(Stored items)
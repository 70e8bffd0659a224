//! Upstream fetch: retrieves the remote document on the viewer's behalf.
//!
//! DESIGN
//! ======
//! The relay exists so the browser never talks to the document host directly.
//! One GET per request, no retries, no caching. Upstream failures are logged
//! with their detail and collapsed into a generic [`RelayError`] so nothing
//! about the upstream leaks to the caller.

use std::time::Duration;

use crate::config::RelayConfig;

pub const PDF_CONTENT_TYPE: &str = "application/pdf";

// =============================================================================
// ERROR
// =============================================================================

/// Errors produced while relaying a document.
#[derive(Debug, thiserror::Error)]
pub enum RelayError {
    /// The `url` query parameter is absent or empty.
    #[error("missing url parameter")]
    MissingParameter,

    /// The upstream answered with a non-success status.
    #[error("upstream returned status {status}")]
    UpstreamStatus { status: u16 },

    /// The upstream request could not be sent or completed.
    #[error("upstream request failed: {0}")]
    UpstreamRequest(String),

    /// The underlying HTTP client could not be constructed.
    #[error("HTTP client build failed: {0}")]
    HttpClientBuild(String),
}

// =============================================================================
// CLIENT
// =============================================================================

/// Build the shared upstream HTTP client from config.
///
/// # Errors
///
/// Returns [`RelayError::HttpClientBuild`] if the TLS backend fails to initialize.
pub fn build_client(config: &RelayConfig) -> Result<reqwest::Client, RelayError> {
    reqwest::Client::builder()
        .timeout(Duration::from_secs(config.timeouts.request_secs))
        .connect_timeout(Duration::from_secs(config.timeouts.connect_secs))
        .user_agent(config.user_agent.clone())
        .build()
        .map_err(|e| RelayError::HttpClientBuild(e.to_string()))
}

/// GET `url` and return the upstream response once its status is known to be
/// a success. The body is left unread so the caller can stream it.
///
/// A content type other than PDF is logged and tolerated.
///
/// # Errors
///
/// [`RelayError::UpstreamRequest`] for unparsable URLs and transport
/// failures, [`RelayError::UpstreamStatus`] for non-2xx answers.
pub async fn fetch_document(http: &reqwest::Client, url: &str) -> Result<reqwest::Response, RelayError> {
    let response = http
        .get(url)
        .send()
        .await
        .map_err(|e| RelayError::UpstreamRequest(e.to_string()))?;

    let status = response.status();
    if !status.is_success() {
        return Err(RelayError::UpstreamStatus { status: status.as_u16() });
    }

    let content_type = response
        .headers()
        .get(reqwest::header::CONTENT_TYPE)
        .and_then(|v| v.to_str().ok())
        .unwrap_or_default();
    if !is_pdf_content_type(content_type) {
        tracing::warn!(%url, content_type, "upstream content type is not PDF; relaying anyway");
    }

    Ok(response)
}

/// Whether a `Content-Type` header value names PDF, ignoring case and parameters.
#[must_use]
pub fn is_pdf_content_type(value: &str) -> bool {
    value.to_ascii_lowercase().contains(PDF_CONTENT_TYPE)
}

#[cfg(test)]
#[path = "upstream_test.rs"]
mod tests;
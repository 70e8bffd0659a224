//! Input model: interaction modes, modifier keys, mouse buttons, and the
//! drag-to-pan gesture state.
//!
//! `InteractionMode` and `Modifiers` capture the user's intent at the time of a
//! host event. `InputState` is the gesture tracked between pointer-down and
//! pointer-up; the only gesture the viewer knows is a pan.

#[cfg(test)]
#[path = "input_test.rs"]
mod input_test;

use serde::{Deserialize, Serialize};

use crate::viewport::Point;

/// Which interaction mode is active. Only the cursor glyph depends on it;
/// measuring and commenting have no tooling behind them.
#[derive(Debug, Clone, Copy, PartialEq, Eq, Default, Serialize, Deserialize)]
#[serde(rename_all = "snake_case")]
pub enum InteractionMode {
    /// Drag to pan (default).
    #[default]
    Drag,
    /// Measure distances on the page.
    Measure,
    /// Place comments on the page.
    Comment,
}

impl InteractionMode {
    /// CSS cursor for this mode while no gesture is active.
    #[must_use]
    pub fn cursor(self) -> &'static str {
        match self {
            Self::Drag => "grab",
            Self::Measure => "crosshair",
            Self::Comment => "text",
        }
    }

    /// CSS cursor while a pan is in progress.
    #[must_use]
    pub fn active_cursor(self) -> &'static str {
        match self {
            Self::Drag => "grabbing",
            other => other.cursor(),
        }
    }
}

/// Modifier keys held during an event. Only the zoom modifiers matter here.
#[derive(Debug, Clone, Copy, Default)]
pub struct Modifiers {
    /// Ctrl key is held.
    pub ctrl: bool,
    /// Meta / Command key is held.
    pub meta: bool,
}

impl Modifiers {
    /// Ctrl, or Command on platforms where that is the zoom modifier.
    #[must_use]
    pub fn zoom_modifier(self) -> bool {
        self.ctrl || self.meta
    }
}

/// Mouse button identifier.
#[derive(Debug, Clone, Copy, PartialEq, Eq)]
pub enum Button {
    /// Left mouse button (or single-finger touch).
    Primary,
    /// Middle mouse button.
    Middle,
    /// Right mouse button.
    Secondary,
}

/// A keyboard key as reported by the browser (e.g. `"+"`, `"ArrowLeft"`).
#[derive(Debug, Clone, PartialEq, Eq)]
pub struct Key(pub String);

impl Key {
    #[must_use]
    pub fn new(name: &str) -> Self {
        Self(name.to_owned())
    }
}

/// Wheel / trackpad scroll delta. Horizontal scroll never zooms.
#[derive(Debug, Clone, Copy)]
pub struct WheelDelta {
    /// Vertical scroll amount in pixels (negative = scroll up = zoom in).
    pub dy: f64,
}

/// Context captured when a pan starts.
#[derive(Debug, Clone, Copy, PartialEq)]
pub struct PanSession {
    /// Screen-space pointer position at pointer-down.
    pub start_pointer: Point,
    /// Pan offset at pointer-down; moves are applied relative to it.
    pub baseline_offset: Point,
}

impl PanSession {
    /// Pan offset for the pointer now at `pointer`.
    #[must_use]
    pub fn offset_for(&self, pointer: Point) -> Point {
        self.baseline_offset + (pointer - self.start_pointer)
    }
}

/// Gesture state machine.
#[derive(Debug, Clone, Copy, PartialEq, Default)]
pub enum InputState {
    /// No gesture in progress; waiting for the next pointer-down.
    #[default]
    Idle,
    /// The user is dragging the page.
    Panning(PanSession),
}

impl InputState {
    #[must_use]
    pub fn is_panning(&self) -> bool {
        matches!(self, Self::Panning(_))
    }
}
#[cfg(test)]
#[path = "pages_test.rs"]
mod pages_test;

use serde::{Deserialize, Serialize};

/// One-based page position within a document of `total` pages.
///
/// `current` stays within `[1, total]`; with no pages it stays at 1.
#[derive(Debug, Clone, Copy, PartialEq, Eq, Serialize, Deserialize)]
pub struct PageCursor {
    pub current: u32,
    pub total: u32,
}

impl Default for PageCursor {
    fn default() -> Self {
        Self { current: 1, total: 0 }
    }
}

impl PageCursor {
    /// Adopt the page count reported by the renderer, re-clamping `current`.
    pub fn set_total(&mut self, total: u32) {
        self.total = total;
        self.current = self.clamp(self.current);
    }

    /// Step back one page. Returns whether `current` changed.
    pub fn previous(&mut self) -> bool {
        self.go_to(self.current.saturating_sub(1))
    }

    /// Step forward one page. Returns whether `current` changed.
    pub fn next(&mut self) -> bool {
        self.go_to(self.current.saturating_add(1))
    }

    /// Jump to `page`, clamped. Returns whether `current` changed.
    pub fn go_to(&mut self, page: u32) -> bool {
        let target = self.clamp(page);
        if target == self.current {
            return false;
        }
        self.current = target;
        true
    }

    /// Zero-based index of the current page, for renderer calls.
    #[must_use]
    pub fn index(&self) -> u32 {
        self.current.saturating_sub(1)
    }

    /// Human-readable position, e.g. `Page 2 of 7`.
    #[must_use]
    pub fn label(&self) -> String {
        format!("Page {} of {}", self.current, self.total)
    }

    fn clamp(&self, page: u32) -> u32 {
        if self.total == 0 { 1 } else { page.clamp(1, self.total) }
    }
}
use super::*;

fn cursor(current: u32, total: u32) -> PageCursor {
    PageCursor { current, total }
}

#[test]
fn default_is_page_one_of_zero() {
    assert_eq!(PageCursor::default(), cursor(1, 0));
}

#[test]
fn previous_at_first_page_is_noop() {
    let mut c = cursor(1, 5);
    assert!(!c.previous());
    assert_eq!(c.current, 1);
}

#[test]
fn next_at_last_page_is_noop() {
    let mut c = cursor(5, 5);
    assert!(!c.next());
    assert_eq!(c.current, 5);
}

#[test]
fn navigation_with_no_pages_is_noop() {
    let mut c = PageCursor::default();
    assert!(!c.next());
    assert!(!c.previous());
    assert_eq!(c, cursor(1, 0));
}

#[test]
fn next_and_previous_step_by_one() {
    let mut c = cursor(2, 5);
    assert!(c.next());
    assert_eq!(c.current, 3);
    assert!(c.previous());
    assert!(c.previous());
    assert_eq!(c.current, 1);
}

#[test]
fn go_to_clamps_to_bounds() {
    let mut c = cursor(2, 5);
    assert!(c.go_to(99));
    assert_eq!(c.current, 5);
    assert!(c.go_to(0));
    assert_eq!(c.current, 1);
}

#[test]
fn set_total_reclamps_current() {
    let mut c = cursor(9, 10);
    c.set_total(3);
    assert_eq!(c, cursor(3, 3));
    c.set_total(0);
    assert_eq!(c, cursor(1, 0));
}

#[test]
fn index_is_zero_based() {
    assert_eq!(cursor(4, 9).index(), 3);
}

#[test]
fn index_of_deserialized_page_zero_saturates() {
    let cursor: PageCursor = serde_json::from_str(r#"{"current":0,"total":3}"#).unwrap();
    assert_eq!(cursor.index(), 0);
}

#[test]
fn label_reads_page_of_total() {
    assert_eq!(cursor(2, 7).label(), "Page 2 of 7");
}
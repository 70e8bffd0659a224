//! Relay configuration parsed from environment variables.

pub const DEFAULT_PORT: u16 = 3000;
pub const DEFAULT_BIND_ADDR: &str = "0.0.0.0";
pub const DEFAULT_REQUEST_TIMEOUT_SECS: u64 = 30;
pub const DEFAULT_CONNECT_TIMEOUT_SECS: u64 = 10;

/// Errors produced while reading configuration.
#[derive(Debug, thiserror::Error, PartialEq, Eq)]
pub enum ConfigError {
    /// A variable was set but could not be parsed.
    #[error("invalid {var}: {value:?}")]
    Invalid { var: &'static str, value: String },
}

#[derive(Debug, Clone, Copy, PartialEq, Eq)]
pub struct RelayTimeouts {
    pub request_secs: u64,
    pub connect_secs: u64,
}

#[derive(Debug, Clone, PartialEq, Eq)]
pub struct RelayConfig {
    pub bind_addr: String,
    pub port: u16,
    pub timeouts: RelayTimeouts,
    pub user_agent: String,
}

impl Default for RelayConfig {
    fn default() -> Self {
        Self {
            bind_addr: DEFAULT_BIND_ADDR.to_string(),
            port: DEFAULT_PORT,
            timeouts: RelayTimeouts {
                request_secs: DEFAULT_REQUEST_TIMEOUT_SECS,
                connect_secs: DEFAULT_CONNECT_TIMEOUT_SECS,
            },
            user_agent: default_user_agent(),
        }
    }
}

impl RelayConfig {
    /// Build typed relay config from environment variables.
    ///
    /// Optional:
    /// - `PORT`: default 3000
    /// - `BIND_ADDR`: default `0.0.0.0`
    /// - `RELAY_REQUEST_TIMEOUT_SECS`: default 30
    /// - `RELAY_CONNECT_TIMEOUT_SECS`: default 10
    /// - `RELAY_USER_AGENT`: default `docview-relay/<version>`
    ///
    /// # Errors
    ///
    /// Returns [`ConfigError::Invalid`] when a numeric variable does not parse.
    pub fn from_env() -> Result<Self, ConfigError> {
        Self::from_lookup(|key| std::env::var(key).ok())
    }

    /// Same as [`RelayConfig::from_env`] with an injectable variable source.
    ///
    /// # Errors
    ///
    /// See [`RelayConfig::from_env`].
    pub fn from_lookup<F>(lookup: F) -> Result<Self, ConfigError>
    where
        F: Fn(&str) -> Option<String>,
    {
        let defaults = Self::default();
        let port = parse_or("PORT", lookup("PORT"), defaults.port)?;
        let bind_addr = lookup("BIND_ADDR")
            .map(|v| v.trim().to_string())
            .filter(|v| !v.is_empty())
            .unwrap_or(defaults.bind_addr);
        let timeouts = RelayTimeouts {
            request_secs: parse_or(
                "RELAY_REQUEST_TIMEOUT_SECS",
                lookup("RELAY_REQUEST_TIMEOUT_SECS"),
                defaults.timeouts.request_secs,
            )?,
            connect_secs: parse_or(
                "RELAY_CONNECT_TIMEOUT_SECS",
                lookup("RELAY_CONNECT_TIMEOUT_SECS"),
                defaults.timeouts.connect_secs,
            )?,
        };
        let user_agent = lookup("RELAY_USER_AGENT").unwrap_or(defaults.user_agent);

        Ok(Self { bind_addr, port, timeouts, user_agent })
    }

    /// `host:port` string for the listener.
    #[must_use]
    pub fn listen_addr(&self) -> String {
        format!("{}:{}", self.bind_addr, self.port)
    }
}

fn parse_or<T: std::str::FromStr>(var: &'static str, raw: Option<String>, default: T) -> Result<T, ConfigError> {
    match raw {
        None => Ok(default),
        Some(value) => value.trim().parse::<T>().map_err(|_| ConfigError::Invalid { var, value }),
    }
}

fn default_user_agent() -> String {
    format!("docview-relay/{}", env!("CARGO_PKG_VERSION"))
}

#[cfg(test)]
#[path = "config_test.rs"]
mod tests;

> [TRY IT] The lines to return begin at the first line of the records and end at the line holding "use std::time::Duration;"; please return them exactly, including both, and nothing beyond.

> [ANSWER FOR THE TASK]
repository 70e8bffd0659a224
//! Upstream fetch: retrieves the remote document on the viewer's behalf.
//!
//! DESIGN
//! ======
//! The relay exists so the browser never talks to the document host directly.
//! One GET per request, no retries, no caching. Upstream failures are logged
//! with their detail and collapsed into a generic [`RelayError`] so nothing
//! about the upstream leaks to the caller.

use std::time::Duration;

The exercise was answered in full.